» **Data section**

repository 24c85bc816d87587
use super::{FormatError, FormatWriter, columns, ensure_encodable};
use model::{core::value::Value, records::record::Record};

/// Header row plus one row per record.
///
/// Records do not have to share a shape: columns missing from a record, and
/// null values, are written as empty cells.
#[derive(Debug, Clone, Copy)]
pub struct CsvWriter {
    delimiter: u8,
}

impl CsvWriter {
    pub fn new(delimiter: u8) -> Self {
        Self { delimiter }
    }
}

impl Default for CsvWriter {
    fn default() -> Self {
        Self::new(b',')
    }
}

impl FormatWriter for CsvWriter {
    fn name(&self) -> &'static str {
        "csv"
    }

    fn extension(&self) -> &str {
        "csv"
    }

    fn write_batch(&self, records: &[Record]) -> Result<Vec<u8>, FormatError> {
        ensure_encodable(records)?;
        let header = columns(records);

        let mut writer = ::csv::WriterBuilder::new()
            .delimiter(self.delimiter)
            .from_writer(Vec::new());
        writer.write_record(&header)?;

        for record in records {
            let mut row = Vec::with_capacity(header.len());
            for column in &header {
                row.push(cell(record.get(column))?);
            }
            writer.write_record(&row)?;
        }

        writer
            .into_inner()
            .map_err(|e| FormatError::Io(e.into_error()))
    }
}

fn cell(value: Option<&Value>) -> Result<String, FormatError> {
    Ok(match value {
        None | Some(Value::Null) => String::new(),
        Some(Value::String(s)) => s.clone(),
        Some(Value::Boolean(b)) => b.to_string(),
        Some(Value::Int(i)) => i.to_string(),
        Some(Value::Float(f)) => f.to_string(),
        Some(nested) => serde_json::to_string(nested)?,
    })
}

#[cfg(test)]
mod tests {
    use super::*;
    use serde_json::json;

    fn records(values: Vec<serde_json::Value>) -> Vec<Record> {
        values
            .into_iter()
            .map(|v| Record::try_from(v).unwrap())
            .collect()
    }

    #[test]
    fn test_null_fill_for_late_columns() {
        let batch = records(vec![
            json!({"id": 1, "name": "a"}),
            json!({"id": 2, "name": null}),
            json!({"id": 3, "email": "c@x.io", "name": "c"}),
        ]);

        let text = String::from_utf8(CsvWriter::default().write_batch(&batch).unwrap()).unwrap();
        assert_eq!(text, "id,name,email\n1,a,\n2,,\n3,c,c@x.io\n");
    }

    #[test]
    fn test_custom_delimiter_and_nested_values() {
        let batch = records(vec![json!({"id": 1, "tags": ["a", "b"], "ok": true, "v": 1.5})]);

        let text = String::from_utf8(CsvWriter::new(b'|').write_batch(&batch).unwrap()).unwrap();
        assert_eq!(text, "id|tags|ok|v\n1|\"[\"\"a\"\",\"\"b\"\"]\"|true|1.5\n");
    }
}
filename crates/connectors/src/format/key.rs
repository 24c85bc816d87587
use engine_config::settings::{TargetConfig, layout::DateGrain};
use model::{core::identifiers::StorageKey, records::batch::BatchMeta};

/// Deterministic storage keys for sealed batches.
///
/// `prefix/[date folder/]stream/[date-]sequence.extension`. Every date is
/// taken from the batch start time, so the same batch always maps to the
/// same key.
#[derive(Debug, Clone)]
pub struct KeyLayout {
    prefix: String,
    prefix_date: Option<DateGrain>,
    partition_names: bool,
    filename_date: Option<DateGrain>,
    use_raw_stream_name: bool,
    stream_override: Option<String>,
}

impl KeyLayout {
    pub fn from_config(config: &TargetConfig) -> Self {
        Self {
            prefix: config.prefix.trim_matches('/').to_string(),
            prefix_date: config
                .append_date_to_prefix
                .then_some(config.append_date_to_prefix_grain),
            partition_names: config.partition_name_enabled,
            filename_date: config
                .append_date_to_filename
                .then_some(config.append_date_to_filename_grain),
            use_raw_stream_name: config.use_raw_stream_name,
            stream_override: config
                .stream_name_path_override
                .as_ref()
                .map(|p| p.trim_matches('/').to_string()),
        }
    }

    /// Folder a stream's artifacts are written under.
    pub fn stream_identifier(&self, stream: &str) -> String {
        if let Some(path) = &self.stream_override {
            return path.clone();
        }
        if self.use_raw_stream_name {
            return stream.to_string();
        }
        stream_folder(stream)
    }

    pub fn key_for(&self, meta: &BatchMeta, extension: &str) -> StorageKey {
        let mut segments = Vec::with_capacity(4);
        if !self.prefix.is_empty() {
            segments.push(self.prefix.clone());
        }
        if let Some(grain) = self.prefix_date {
            segments.push(grain.folder(meta.started_at, self.partition_names));
        }
        segments.push(self.stream_identifier(&meta.stream));

        let stamp = self
            .filename_date
            .map(|grain| format!("{}-", grain.stamp(meta.started_at)))
            .unwrap_or_default();
        segments.push(format!("{stamp}{:06}.{extension}", meta.sequence));

        StorageKey::new(segments.join("/"))
    }
}

/// Folder name derived from a stream name.
///
/// Upstream names look like `schema-table`; the part after the first `-` is
/// kept, and anything outside `[A-Za-z0-9_.]` becomes `_`.
pub fn stream_folder(stream: &str) -> String {
    let name = match stream.split_once('-') {
        Some((_, rest)) if !rest.is_empty() => rest,
        _ => stream,
    };
    name.chars()
        .map(|c| {
            if c.is_ascii_alphanumeric() || c == '_' || c == '.' {
                c
            } else {
                '_'
            }
        })
        .collect()
}
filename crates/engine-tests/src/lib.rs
#![allow(dead_code)]

pub mod integration;
pub mod utils;
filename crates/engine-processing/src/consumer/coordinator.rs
use crate::{
    consumer::trigger::{self, DrainTrigger},
    error::ConsumerError,
    retry::classify_batch_error,
};
use chrono::{DateTime, Utc};
use engine_config::settings::format::BatchLimits;
use engine_core::{
    error::BatchError,
    format::{Drained, Format},
    retry::{RetryDisposition, RetryPolicy},
};
use model::{
    core::{identifiers::StorageKey, value::Value},
    records::record::Record,
};
use serde::Serialize;
use tracing::{debug, error, info, warn};

#[derive(Debug, Clone, Copy, PartialEq, Eq)]
pub enum CoordinatorState {
    /// No records buffered.
    Empty,
    /// Records buffered, no limit reached yet.
    Accumulating,
    /// A drain is in progress, retries included.
    Draining,
    /// A batch could not be stored. Terminal.
    Failed,
}

/// What one stream produced during a run.
#[derive(Debug, Clone, Default, PartialEq, Eq, Serialize)]
pub struct StreamSummary {
    pub stream: String,
    pub records: u64,
    pub batches: u64,
    pub first_key: Option<StorageKey>,
    pub last_key: Option<StorageKey>,
    pub failed: bool,
}

/// Decides when a stream's batch is drained and what happens when storing it fails.
///
/// Records are appended until the first configured limit is reached; the
/// batch is then drained. Transient storage failures are retried against the
/// same key and bytes with bounded backoff. A permanent failure, or running
/// out of attempts, moves the coordinator to [`CoordinatorState::Failed`]
/// and every later call is refused.
pub struct BatchCoordinator {
    format: Format,
    limits: BatchLimits,
    retry: RetryPolicy,
    state: CoordinatorState,
    summary: StreamSummary,
}

impl BatchCoordinator {
    pub fn new(format: Format, limits: BatchLimits, retry: RetryPolicy) -> Self {
        let summary = StreamSummary {
            stream: format.stream().to_string(),
            ..StreamSummary::default()
        };
        Self {
            format,
            limits,
            retry,
            state: CoordinatorState::Empty,
            summary,
        }
    }

    pub fn stream(&self) -> &str {
        self.format.stream()
    }

    pub fn state(&self) -> CoordinatorState {
        self.state
    }

    pub fn summary(&self) -> &StreamSummary {
        &self.summary
    }

    pub fn format(&self) -> &Format {
        &self.format
    }

    /// Accepts one upstream value; drains when a limit is reached.
    pub async fn process(&mut self, value: Value) -> Result<Option<Drained>, ConsumerError> {
        self.process_at(value, Utc::now()).await
    }

    pub async fn process_at(
        &mut self,
        value: Value,
        now: DateTime<Utc>,
    ) -> Result<Option<Drained>, ConsumerError> {
        self.ensure_active()?;

        let record = Record::try_from(value).map_err(|source| ConsumerError::Validation {
            stream: self.stream().to_string(),
            source,
        })?;
        self.format.append(record, now)?;
        self.summary.records += 1;
        self.state = CoordinatorState::Accumulating;

        match trigger::evaluate(
            &self.limits,
            self.format.buffered_records(),
            self.format.buffered_bytes(),
            self.format.batch_age(now),
        ) {
            Some(reason) => self.drain(reason).await,
            None => Ok(None),
        }
    }

    /// Periodic age check, drains a batch that has been open too long.
    pub async fn tick(&mut self) -> Result<Option<Drained>, ConsumerError> {
        self.tick_at(Utc::now()).await
    }

    pub async fn tick_at(&mut self, now: DateTime<Utc>) -> Result<Option<Drained>, ConsumerError> {
        if self.state != CoordinatorState::Accumulating {
            return Ok(None);
        }

        let age_only = BatchLimits {
            max_records: 0,
            max_bytes: 0,
            ..self.limits
        };
        match trigger::evaluate(
            &age_only,
            self.format.buffered_records(),
            self.format.buffered_bytes(),
            self.format.batch_age(now),
        ) {
            Some(reason) => self.drain(reason).await,
            None => Ok(None),
        }
    }

    /// Drains whatever is buffered, regardless of limits.
    pub async fn finalize(&mut self) -> Result<Option<Drained>, ConsumerError> {
        self.ensure_active()?;
        if self.format.is_idle() {
            return Ok(None);
        }
        self.drain(DrainTrigger::Finalize).await
    }

    fn ensure_active(&self) -> Result<(), ConsumerError> {
        if self.state == CoordinatorState::Failed {
            return Err(ConsumerError::StreamFailed {
                stream: self.stream().to_string(),
            });
        }
        Ok(())
    }

    async fn drain(&mut self, reason: DrainTrigger) -> Result<Option<Drained>, ConsumerError> {
        self.state = CoordinatorState::Draining;
        debug!(
            stream = %self.stream(),
            reason = %reason,
            records = self.format.buffered_records(),
            "Draining batch"
        );

        let mut attempt = 1;
        loop {
            match self.format.drain().await {
                Ok(drained) => {
                    self.state = CoordinatorState::Empty;
                    if let Some(drained) = &drained {
                        self.summary.batches += 1;
                        self.summary
                            .first_key
                            .get_or_insert_with(|| drained.key.clone());
                        self.summary.last_key = Some(drained.key.clone());
                        info!(
                            stream = %self.stream(),
                            key = %drained.key,
                            reason = %reason,
                            attempts = attempt,
                            "Batch drained"
                        );
                    }
                    return Ok(drained);
                }
                Err(err) => {
                    let delay = match classify_batch_error(&err) {
                        RetryDisposition::Retry => self.retry.delay_after(attempt),
                        RetryDisposition::Stop => None,
                    };
                    let Some(delay) = delay else {
                        return Err(self.fail(err, attempt));
                    };

                    self.format.context().metrics().retry_scheduled();
                    warn!(
                        stream = %self.stream(),
                        attempt,
                        delay_ms = delay.as_millis() as u64,
                        error = %err,
                        "Transient storage failure, retrying"
                    );
                    tokio::time::sleep(delay).await;
                    attempt += 1;
                }
            }
        }
    }

    fn fail(&mut self, err: BatchError, attempts: usize) -> ConsumerError {
        self.state = CoordinatorState::Failed;
        self.summary.failed = true;
        self.format.context().metrics().stream_failed();

        let stream = self.stream().to_string();
        let key = self
            .format
            .pending_key()
            .map(ToString::to_string)
            .unwrap_or_default();
        error!(stream = %stream, key = %key, attempts, error = %err, "Stream failed");

        match err {
            BatchError::Storage(source) if source.is_transient() => {
                ConsumerError::RetriesExhausted {
                    stream,
                    key,
                    attempts,
                    source,
                }
            }
            BatchError::Storage(source) => ConsumerError::Persist {
                stream,
                key,
                source,
            },
            other => ConsumerError::Batch(other),
        }
    }
}
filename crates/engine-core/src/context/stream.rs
use crate::metrics::Metrics;
use std::sync::Arc;
use tracing::{Span, info_span};

/// Per-stream handle for logging and shared counters.
#[derive(Debug, Clone)]
pub struct StreamContext {
    stream: Arc<str>,
    span: Span,
    metrics: Metrics,
}

impl StreamContext {
    pub fn new(stream: impl Into<String>, metrics: Metrics) -> Self {
        let stream: Arc<str> = Arc::from(stream.into());
        let span = info_span!("stream", stream = %stream);
        Self {
            stream,
            span,
            metrics,
        }
    }

    pub fn stream(&self) -> &str {
        &self.stream
    }

    /// Span every log line of this stream is recorded in.
    pub fn span(&self) -> &Span {
        &self.span
    }

    pub fn metrics(&self) -> &Metrics {
        &self.metrics
    }
}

» **Exercise requirements**
Begin with the first line of the data above and, please, print each line exactly until you have printed the line containing "let header = columns(records);"; print nothing else.

» **Your response**
repository 24c85bc816d87587
use super::{FormatError, FormatWriter, columns, ensure_encodable};
use model::{core::value::Value, records::record::Record};

/// Header row plus one row per record.
///
/// Records do not have to share a shape: columns missing from a record, and
/// null values, are written as empty cells.
#[derive(Debug, Clone, Copy)]
pub struct CsvWriter {
    delimiter: u8,
}

impl CsvWriter {
    pub fn new(delimiter: u8) -> Self {
        Self { delimiter }
    }
}

impl Default for CsvWriter {
    fn default() -> Self {
        Self::new(b',')
    }
}

impl FormatWriter for CsvWriter {
    fn name(&self) -> &'static str {
        "csv"
    }

    fn extension(&self) -> &str {
        "csv"
    }

    fn write_batch(&self, records: &[Record]) -> Result<Vec<u8>, FormatError> {
        ensure_encodable(records)?;
        let header = columns(records);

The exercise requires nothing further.